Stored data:
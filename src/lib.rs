//! Onboarding Proxy — server-side forwarder for the landing page sign-up form.

pub mod config;
pub mod error;
pub mod onboarding;
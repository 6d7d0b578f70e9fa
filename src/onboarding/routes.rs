//! HTTP endpoints for the onboarding proxy.

use std::sync::Arc;

use axum::body::Bytes;
use axum::extract::State;
use axum::response::{IntoResponse, Response};
use axum::routing::{get, post};
use axum::{Json, Router};
use serde_json::{Map, Value, json};
use tower_http::trace::TraceLayer;
use tracing::{Instrument, info, info_span, warn};
use uuid::Uuid;

use super::auth::AuthHeader;
use super::model::{is_truthy, normalize};
use super::upstream::UpstreamClient;
use crate::config::ProxyConfig;
use crate::error::{ConfigError, ErrorResponse, ProxyError, Result, ValidationError};

/// Shared state for onboarding routes.
#[derive(Clone)]
pub struct OnboardingRouteState {
    pub config: Arc<ProxyConfig>,
    pub upstream: UpstreamClient,
}

impl OnboardingRouteState {
    pub fn new(config: Arc<ProxyConfig>) -> Self {
        let upstream = UpstreamClient::new(&config);
        Self { config, upstream }
    }

    /// Validate, normalize and forward one submission.
    async fn forward(&self, raw: &[u8]) -> Result<Value> {
        let secret = self
            .config
            .api_key
            .as_ref()
            .ok_or(ConfigError::MissingApiKey)?;

        let body = parse_body(raw)?;
        let payload = normalize(&body)?;
        let auth = AuthHeader::from_secret(secret);

        let success = self.upstream.start_onboarding(&auth, &payload).await?;
        info!(
            attempts = success.attempts,
            status = success.status.as_u16(),
            "Onboarding forwarded"
        );

        Ok(success_body(
            &self.config.build_id,
            success.body,
            &self.config.api_base,
            self.upstream.url(),
        ))
    }
}

/// Parse the inbound body. Unparseable input and falsy JSON (`null`,
/// `false`, `0`, `""`) are rejected alike.
fn parse_body(raw: &[u8]) -> std::result::Result<Value, ValidationError> {
    match serde_json::from_slice::<Value>(raw) {
        Ok(value) if !is_truthy(&value) => Err(ValidationError::InvalidJson {
            reason: format!("body is {value}"),
        }),
        Ok(value) => Ok(value),
        Err(e) => Err(ValidationError::InvalidJson {
            reason: e.to_string(),
        }),
    }
}

/// Merge the upstream body with diagnostics. Upstream keys may replace
/// `build`, but never `base_url` or `backend_url`.
fn success_body(
    build: &str,
    upstream: Map<String, Value>,
    base_url: &str,
    backend_url: &str,
) -> Value {
    let mut merged = Map::new();
    merged.insert("build".to_string(), Value::from(build));
    merged.extend(upstream);
    merged.insert("base_url".to_string(), Value::from(base_url));
    merged.insert("backend_url".to_string(), Value::from(backend_url));
    Value::Object(merged)
}

/// POST /api/onboarding/start
///
/// Forwards the landing page form to the backend. Every outcome, including
/// failures, is answered with a JSON body carrying the build identifier.
async fn start_onboarding(State(state): State<OnboardingRouteState>, body: Bytes) -> Response {
    let request_id = Uuid::new_v4();
    let span = info_span!("onboarding_start", %request_id);

    async move {
        match state.forward(&body).await {
            Ok(merged) => Json(merged).into_response(),
            Err(e) => {
                match &e {
                    ProxyError::Validation(v) => info!(
                        error = %e,
                        reason = v.reason().unwrap_or_default(),
                        "Rejected onboarding submission"
                    ),
                    _ => warn!(error = %e, "Onboarding request failed"),
                }
                ErrorResponse::new(state.config.build_id.clone(), e).into_response()
            }
        }
    }
    .instrument(span)
    .await
}

/// GET /health
async fn health(State(state): State<OnboardingRouteState>) -> impl IntoResponse {
    Json(json!({
        "status": "ok",
        "service": "onboarding-proxy",
        "build": state.config.build_id,
    }))
}

/// Build the onboarding routes.
pub fn onboarding_routes(state: OnboardingRouteState) -> Router {
    Router::new()
        .route("/api/onboarding/start", post(start_onboarding))
        .route("/health", get(health))
        .with_state(state)
        .layer(TraceLayer::new_for_http())
}
//! Forwarding to the upstream onboarding backend.
//!
//! The backend answers `503 {"error": "schema_not_ready"}` while it is still
//! migrating. That response, and only that one, is retried with a linear
//! backoff. Every other non-2xx answer is returned to the caller as-is.

use std::time::Duration;

use reqwest::header::{ACCEPT, CONTENT_TYPE, HeaderMap, HeaderValue};
use reqwest::{Response, StatusCode};
use serde_json::{Map, Value};
use tracing::{debug, warn};

use super::auth::AuthHeader;
use super::model::NormalizedPayload;
use crate::config::ProxyConfig;
use crate::error::{ProxyError, UpstreamError};

/// Error code the backend reports while its schema is being migrated.
pub const SCHEMA_NOT_READY: &str = "schema_not_ready";

/// Bounded linear backoff for `schema_not_ready` responses.
///
/// The delay after attempt `n` is `n * step`, for attempts 1 to 5. Once the
/// sixth request is still not ready the proxy gives up at once instead of
/// sleeping another 3s with nothing left to send. The worst-case wait is
/// therefore 7.5s rather than 10.5s.
#[derive(Debug, Clone, Copy, PartialEq, Eq)]
pub struct RetryPolicy {
    /// Total number of requests sent, including the first one.
    pub max_attempts: u32,
    /// Delay after attempt `n` is `n * step`.
    pub step: Duration,
}

impl Default for RetryPolicy {
    fn default() -> Self {
        Self {
            max_attempts: 6,
            step: Duration::from_millis(500),
        }
    }
}

impl RetryPolicy {
    pub fn with_step(step: Duration) -> Self {
        Self {
            step,
            ..Self::default()
        }
    }

    /// Delay to wait after the given (1-based) attempt failed transiently.
    pub fn delay_for(&self, attempt: u32) -> Duration {
        self.step * attempt
    }

    /// Sum of all delays a request can spend waiting before giving up.
    #[cfg(test)]
    fn total_wait(&self) -> Duration {
        (1..self.max_attempts).map(|n| self.delay_for(n)).sum()
    }
}

/// An upstream body, parsed as JSON where possible.
#[derive(Debug, Clone, PartialEq)]
pub enum ParsedBody {
    Json(Value),
    Text(String),
}

impl ParsedBody {
    /// Interpret a body as JSON when the content type says so and it parses;
    /// otherwise keep the raw text.
    pub fn parse(content_type: &str, bytes: &[u8]) -> Self {
        let text = String::from_utf8_lossy(bytes);
        if content_type.contains("application/json") {
            if let Ok(value) = serde_json::from_str(&text) {
                return Self::Json(value);
            }
        }
        Self::Text(text.into_owned())
    }

    /// Top-level `error` string of the body, if any.
    ///
    /// Text bodies are still checked in case the backend sent JSON with the
    /// wrong content type.
    pub fn error_code(&self) -> Option<String> {
        match self {
            Self::Json(value) => value.get("error")?.as_str().map(str::to_string),
            Self::Text(text) => serde_json::from_str::<Value>(text)
                .ok()?
                .get("error")?
                .as_str()
                .map(str::to_string),
        }
    }

    pub fn into_value(self) -> Value {
        match self {
            Self::Json(value) => value,
            Self::Text(text) => Value::String(text),
        }
    }
}

/// Parse a success body as a JSON object, or fall back to an empty one.
pub fn object_or_empty(bytes: &[u8]) -> Map<String, Value> {
    match serde_json::from_slice(bytes) {
        Ok(Value::Object(map)) => map,
        _ => Map::new(),
    }
}

/// A 2xx answer from the backend.
#[derive(Debug, Clone)]
pub struct UpstreamSuccess {
    pub status: StatusCode,
    pub body: Map<String, Value>,
    /// Number of requests it took, including the successful one.
    pub attempts: u32,
}

/// A non-2xx answer from the backend.
#[derive(Debug, Clone)]
struct UpstreamFailure {
    status: StatusCode,
    body: ParsedBody,
}

impl UpstreamFailure {
    async fn read(response: Response) -> Result<Self, ProxyError> {
        let status = response.status();
        let content_type = response
            .headers()
            .get(CONTENT_TYPE)
            .and_then(|v| v.to_str().ok())
            .unwrap_or_default()
            .to_string();
        let bytes = response.bytes().await?;
        Ok(Self {
            status,
            body: ParsedBody::parse(&content_type, &bytes),
        })
    }

    fn is_schema_not_ready(&self) -> bool {
        self.status == StatusCode::SERVICE_UNAVAILABLE
            && self.body.error_code().as_deref() == Some(SCHEMA_NOT_READY)
    }
}

/// Client for the backend's public onboarding endpoint.
#[derive(Debug, Clone)]
pub struct UpstreamClient {
    http: reqwest::Client,
    url: String,
    retry: RetryPolicy,
}

impl UpstreamClient {
    pub fn new(config: &ProxyConfig) -> Self {
        Self::with_client(
            reqwest::Client::new(),
            config.onboarding_url(),
            RetryPolicy::with_step(config.retry_step),
        )
    }

    pub fn with_client(http: reqwest::Client, url: impl Into<String>, retry: RetryPolicy) -> Self {
        Self {
            http,
            url: url.into(),
            retry,
        }
    }

    pub fn url(&self) -> &str {
        &self.url
    }

    /// Forward a normalized payload, retrying while the backend reports
    /// `schema_not_ready`.
    ///
    /// Transport failures are not retried and come back as
    /// [`ProxyError::Internal`].
    pub async fn start_onboarding(
        &self,
        auth: &AuthHeader,
        payload: &NormalizedPayload,
    ) -> Result<UpstreamSuccess, ProxyError> {
        let mut headers = HeaderMap::new();
        headers.insert(CONTENT_TYPE, HeaderValue::from_static("application/json"));
        headers.insert(ACCEPT, HeaderValue::from_static("application/json"));
        auth.apply(&mut headers)?;

        let mut attempt = 1;
        loop {
            debug!(attempt, url = %self.url, "Forwarding onboarding request");

            let response = self
                .http
                .post(&self.url)
                .headers(headers.clone())
                .json(payload)
                .send()
                .await?;

            let status = response.status();
            if status.is_success() {
                let bytes = response.bytes().await?;
                debug!(attempt, status = status.as_u16(), "Upstream accepted onboarding");
                return Ok(UpstreamSuccess {
                    status,
                    body: object_or_empty(&bytes),
                    attempts: attempt,
                });
            }

            let failure = UpstreamFailure::read(response).await?;
            if failure.is_schema_not_ready() && attempt < self.retry.max_attempts {
                let delay = self.retry.delay_for(attempt);
                warn!(
                    attempt,
                    max_attempts = self.retry.max_attempts,
                    delay_ms = delay.as_millis() as u64,
                    "Upstream schema not ready, retrying"
                );
                tokio::time::sleep(delay).await;
                attempt += 1;
                continue;
            }

            warn!(
                attempt,
                status = failure.status.as_u16(),
                "Upstream rejected onboarding request"
            );
            return Err(UpstreamError::Rejected {
                url: self.url.clone(),
                status: failure.status.as_u16(),
                body: failure.body.into_value(),
            }
            .into());
        }
    }
}

#[cfg(test)]
mod tests {
    use serde_json::json;

    use super::*;

    #[test]
    fn default_policy_is_six_attempts_at_half_second_steps() {
        let policy = RetryPolicy::default();
        assert_eq!(policy.max_attempts, 6);
        assert_eq!(policy.delay_for(1), Duration::from_millis(500));
        assert_eq!(policy.delay_for(2), Duration::from_millis(1000));
        assert_eq!(policy.delay_for(6), Duration::from_millis(3000));
    }

    #[test]
    fn no_wait_follows_the_final_attempt() {
        let policy = RetryPolicy::default();
        // 500 + 1000 + 1500 + 2000 + 2500; attempt 6 is never followed by a sleep.
        assert_eq!(policy.total_wait(), Duration::from_millis(7500));
        assert!(policy.total_wait() <= Duration::from_millis(10_500));
    }

    #[test]
    fn json_body_parsed_only_for_json_content_type() {
        let raw = br#"{"error":"bad_phone"}"#;
        assert_eq!(
            ParsedBody::parse("application/json; charset=utf-8", raw),
            ParsedBody::Json(json!({"error": "bad_phone"}))
        );
        assert_eq!(
            ParsedBody::parse("text/plain", raw),
            ParsedBody::Text(r#"{"error":"bad_phone"}"#.into())
        );
    }

    #[test]
    fn malformed_json_keeps_raw_text() {
        assert_eq!(
            ParsedBody::parse("application/json", b"<html>oops</html>"),
            ParsedBody::Text("<html>oops</html>".into())
        );
    }

    #[test]
    fn error_code_reads_json_and_json_looking_text() {
        let json_body = ParsedBody::Json(json!({"error": "schema_not_ready"}));
        assert_eq!(json_body.error_code().as_deref(), Some(SCHEMA_NOT_READY));

        let text_body = ParsedBody::Text(r#"{"error":"schema_not_ready"}"#.into());
        assert_eq!(text_body.error_code().as_deref(), Some(SCHEMA_NOT_READY));

        assert_eq!(ParsedBody::Text("Service Unavailable".into()).error_code(), None);
        assert_eq!(ParsedBody::Json(json!({"error": 7})).error_code(), None);
    }

    #[test]
    fn schema_not_ready_requires_503() {
        let body = ParsedBody::Json(json!({"error": "schema_not_ready"}));
        let transient = UpstreamFailure {
            status: StatusCode::SERVICE_UNAVAILABLE,
            body: body.clone(),
        };
        assert!(transient.is_schema_not_ready());

        let wrong_status = UpstreamFailure {
            status: StatusCode::INTERNAL_SERVER_ERROR,
            body,
        };
        assert!(!wrong_status.is_schema_not_ready());

        let wrong_code = UpstreamFailure {
            status: StatusCode::SERVICE_UNAVAILABLE,
            body: ParsedBody::Json(json!({"error": "maintenance"})),
        };
        assert!(!wrong_code.is_schema_not_ready());
    }

    #[test]
    fn success_body_falls_back_to_empty_object() {
        assert!(object_or_empty(b"not json").is_empty());
        assert!(object_or_empty(b"[1,2,3]").is_empty());
        assert!(object_or_empty(b"").is_empty());
        assert_eq!(object_or_empty(br#"{"id":"s1"}"#)["id"], "s1");
    }

    #[test]
    fn client_uses_configured_url_and_step() {
        let config = ProxyConfig::new(None, "http://127.0.0.1:9/")
            .with_retry_step(Duration::from_millis(10));
        let client = UpstreamClient::new(&config);
        assert_eq!(client.url(), "http://127.0.0.1:9/public/onboarding/start");
        assert_eq!(client.retry.step, Duration::from_millis(10));
        assert_eq!(client.retry.max_attempts, 6);
    }
}
//! Onboarding proxy — forwards landing page sign-ups to the backend.
//!
//! A submission is normalized into the backend's field names, the configured
//! secret is turned into the right auth header, and the payload is forwarded
//! to `{base}/public/onboarding/start`, retrying while the backend reports
//! `schema_not_ready`.

pub mod auth;
pub mod model;
pub mod routes;
pub mod upstream;

pub use auth::AuthHeader;
pub use model::{DraftPayload, NormalizedPayload, normalize};
pub use routes::{OnboardingRouteState, onboarding_routes};
pub use upstream::{ParsedBody, RetryPolicy, UpstreamClient, UpstreamSuccess};
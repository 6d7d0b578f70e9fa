//! Configuration types.

use std::fmt;
use std::net::SocketAddr;
use std::time::Duration;

use secrecy::SecretString;

use crate::error::ConfigError;

/// Upstream origin used when `MAYADESTEK_API_BASE` is not set.
pub const DEFAULT_API_BASE: &str = "https://mayadestek-api-355l5o2k7q7q-uc.a.run.app";

/// Build identifier reported when no commit sha is available.
pub const LOCAL_BUILD_ID: &str = "local";

/// Environment variables checked, in order, for the commit sha.
const BUILD_ID_VARS: [&str; 2] = ["VERCEL_GIT_COMMIT_SHA", "GIT_COMMIT_SHA"];

/// Proxy configuration, read once at startup and shared read-only.
#[derive(Clone)]
pub struct ProxyConfig {
    /// Upstream secret. `None` makes every onboarding request fail with 500.
    pub api_key: Option<SecretString>,
    /// Upstream origin as configured; echoed back in success responses.
    pub api_base: String,
    /// Short build identifier echoed in every response.
    pub build_id: String,
    /// Address the HTTP server binds to.
    pub bind_addr: SocketAddr,
    /// Linear backoff step between `schema_not_ready` retries.
    pub retry_step: Duration,
}

impl ProxyConfig {
    /// Build a configuration for a given secret and upstream base, with
    /// defaults for everything else.
    pub fn new(api_key: Option<SecretString>, api_base: impl Into<String>) -> Self {
        Self {
            api_key,
            api_base: api_base.into(),
            build_id: LOCAL_BUILD_ID.to_string(),
            bind_addr: SocketAddr::from(([0, 0, 0, 0], 3000)),
            retry_step: Duration::from_millis(500),
        }
    }

    pub fn with_build_id(mut self, build_id: impl Into<String>) -> Self {
        self.build_id = build_id.into();
        self
    }

    pub fn with_retry_step(mut self, step: Duration) -> Self {
        self.retry_step = step;
        self
    }

    /// Load configuration from the process environment.
    pub fn from_env() -> Result<Self, ConfigError> {
        Self::from_lookup(|key| std::env::var(key).ok())
    }

    /// Load configuration through an arbitrary variable lookup.
    ///
    /// Empty values are treated the same as unset ones.
    pub fn from_lookup<F>(lookup: F) -> Result<Self, ConfigError>
    where
        F: Fn(&str) -> Option<String>,
    {
        let var = |key: &str| lookup(key).filter(|v| !v.trim().is_empty());

        let api_key = var("MAYADESTEK_API_KEY").map(SecretString::from);
        let api_base = var("MAYADESTEK_API_BASE").unwrap_or_else(|| DEFAULT_API_BASE.to_string());
        let build_id = resolve_build_id(&var);

        let host = var("ONBOARDING_PROXY_HOST").unwrap_or_else(|| "0.0.0.0".to_string());
        let port = match var("ONBOARDING_PROXY_PORT").or_else(|| var("PORT")) {
            Some(raw) => raw.trim().parse::<u16>().map_err(|e| ConfigError::InvalidValue {
                key: "ONBOARDING_PROXY_PORT".to_string(),
                message: format!("{raw:?}: {e}"),
            })?,
            None => 3000,
        };
        let bind_addr: SocketAddr = format!("{host}:{port}").parse().map_err(|e| {
            ConfigError::InvalidValue {
                key: "ONBOARDING_PROXY_HOST".to_string(),
                message: format!("{host:?}: {e}"),
            }
        })?;

        let retry_step_ms = match var("ONBOARDING_PROXY_RETRY_STEP_MS") {
            Some(raw) => raw.trim().parse::<u64>().map_err(|e| ConfigError::InvalidValue {
                key: "ONBOARDING_PROXY_RETRY_STEP_MS".to_string(),
                message: format!("{raw:?}: {e}"),
            })?,
            None => 500,
        };

        Ok(Self {
            api_key,
            api_base,
            build_id,
            bind_addr,
            retry_step: Duration::from_millis(retry_step_ms),
        })
    }

    /// Full upstream URL for starting an onboarding.
    pub fn onboarding_url(&self) -> String {
        format!(
            "{}/public/onboarding/start",
            self.api_base.trim().trim_end_matches('/')
        )
    }
}

impl fmt::Debug for ProxyConfig {
    fn fmt(&self, f: &mut fmt::Formatter<'_>) -> fmt::Result {
        f.debug_struct("ProxyConfig")
            .field("api_key", &self.api_key.as_ref().map(|_| "[REDACTED]"))
            .field("api_base", &self.api_base)
            .field("build_id", &self.build_id)
            .field("bind_addr", &self.bind_addr)
            .field("retry_step", &self.retry_step)
            .finish()
    }
}

/// First 7 characters of the first commit sha found, else `"local"`.
fn resolve_build_id<F>(var: &F) -> String
where
    F: Fn(&str) -> Option<String>,
{
    BUILD_ID_VARS
        .iter()
        .find_map(|key| var(key))
        .map(|sha| sha.trim().chars().take(7).collect())
        .unwrap_or_else(|| LOCAL_BUILD_ID.to_string())
}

Problem details:
Begin at the top of the records above and quote each line exactly, ending with the line that contains "pub struct OnboardingRouteState".

Solved problem:
filename src/lib.rs
//! Onboarding Proxy — server-side forwarder for the landing page sign-up form.

pub mod config;
pub mod error;
pub mod onboarding;
repository 6d7d0b578f70e9fa
filename src/onboarding/routes.rs
//! HTTP endpoints for the onboarding proxy.

use std::sync::Arc;

use axum::body::Bytes;
use axum::extract::State;
use axum::response::{IntoResponse, Response};
use axum::routing::{get, post};
use axum::{Json, Router};
use serde_json::{Map, Value, json};
use tower_http::trace::TraceLayer;
use tracing::{Instrument, info, info_span, warn};
use uuid::Uuid;

use super::auth::AuthHeader;
use super::model::{is_truthy, normalize};
use super::upstream::UpstreamClient;
use crate::config::ProxyConfig;
use crate::error::{ConfigError, ErrorResponse, ProxyError, Result, ValidationError};

/// Shared state for onboarding routes.
#[derive(Clone)]
pub struct OnboardingRouteState {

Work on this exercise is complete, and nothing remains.